Par un mémoire en défense, enregistré le 6 octobre 2017, le ministre de l'éducation nationale conclut au rejet de la requête.
Il soutient que :
- la demande de première instance était irrecevable dès lors que, contrairement à ce que soutient M.C..., il ne peut être regardé comme ayant formé un recours administratif à l'encontre des arrêtés du 29 septembre 2015 alors qu'il a seulement demandé dans sa lettre
du 20 novembre 2015 que lui soit clairement précisée sa situation administrative et professionnelle, sans contester la légalité de ces arrêtés ni en demander le retrait ; ainsi la lettre du 2 décembre 2015 constitue une réponse à sa demande d'explications qui ne présente pas le caractère d'une décision faisant grief susceptible de recours pour excès de pouvoir ;
- les moyens soulevés par M. C...à l'encontre des arrêtés du 29 septembre 2015 ne sont en tout état de cause pas fondés.
Par ordonnance du 6 octobre 2017, la clôture d'instruction a été fixée en dernier lieu au 6 novembre 2017.
Vu les autres pièces du dossier.
Vu :
- la loi n° 79-587 du 11 juillet 1979 ;
- le décret n° 92-1189 du 6 novembre 1992 ;
- l'arrêté du 22 août 2014 fixant les modalités de stage, d'évaluation et de titularisation de certains personnels enseignants et d'éducation de l'enseignement du second degré stagiaires ;
- le code de justice administrative.
Les parties ont été régulièrement averties du jour de l'audience.

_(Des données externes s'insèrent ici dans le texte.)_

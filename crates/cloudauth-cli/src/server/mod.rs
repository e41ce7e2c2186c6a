//! HTTP server startup and graceful shutdown.

mod error;
mod http_server;
mod lifecycle;
mod shutdown;

pub use error::{ServerError, ServerResult};
pub use http_server::serve_http;
use lifecycle::serve_with_shutdown;
use shutdown::shutdown_signal;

Ont été entendus au cours de l'audience publique :
- le rapport de Mme B...,
- et les conclusions de M. Normand, rapporteur public.
Considérant ce qui suit :
1. M.C..., nommé professeur de lycée professionnel stagiaire à compter
du 1er septembre 2014, à la suite de sa réussite au concours externe de recrutement des professeurs de lycée professionnel en vue de l'obtention du certificat d'aptitude au professorat de lycée professionnel (CAPLP), section lettres histoire et géographie, a été affecté pour l'année scolaire 2014-2015 à Chasseneuil (Charente), dans l'académie de Poitiers. Par arrêté
du 20 juillet 2015, il a été affecté à compter du 1er septembre 2015 et jusqu'au 31 août 2016 au lycée professionnel Bernard Palissy à Saintes (Charente-Maritime), dans la même académie, pour y effectuer un service hebdomadaire de dix-huit heures en lettres histoire-géographie dans le cadre d'une prolongation de son stage dans les mêmes conditions que le stage initial. Toutefois, à la suite de la réunion du jury d'examen de qualification professionnelle,
le 23 septembre 2015, chargé d'évaluer son stage 2014-2015, lequel a émis un avis défavorable à sa titularisation mais ayant proposé le renouvellement de son stage afin de lui permettre d'atteindre le niveau requis, le recteur de l'académie de Poitiers a, par deux arrêtés
du 29 septembre 2015, affecté M. C... en qualité de fonctionnaire enseignant stagiaire au lycée professionnel Bernard Palissy à Saintes pour un service hebdomadaire de dix-huit heures pour la période du 1er au 30 septembre 2015, d'une part, et, à compter du 1er octobre 2015 et jusqu'au 31 août 2016 pour une durée de neuf heures, d'autre part. M. C...relève appel du jugement du 15 juin 2016 par lequel le tribunal administratif de Poitiers a rejeté sa demande tendant à l'annulation du courrier du 2 décembre 2015 par lequel le recteur de l'académie de Poitiers a rejeté, selon lui, son recours formé à l'encontre des arrêtés du 29 septembre 2015.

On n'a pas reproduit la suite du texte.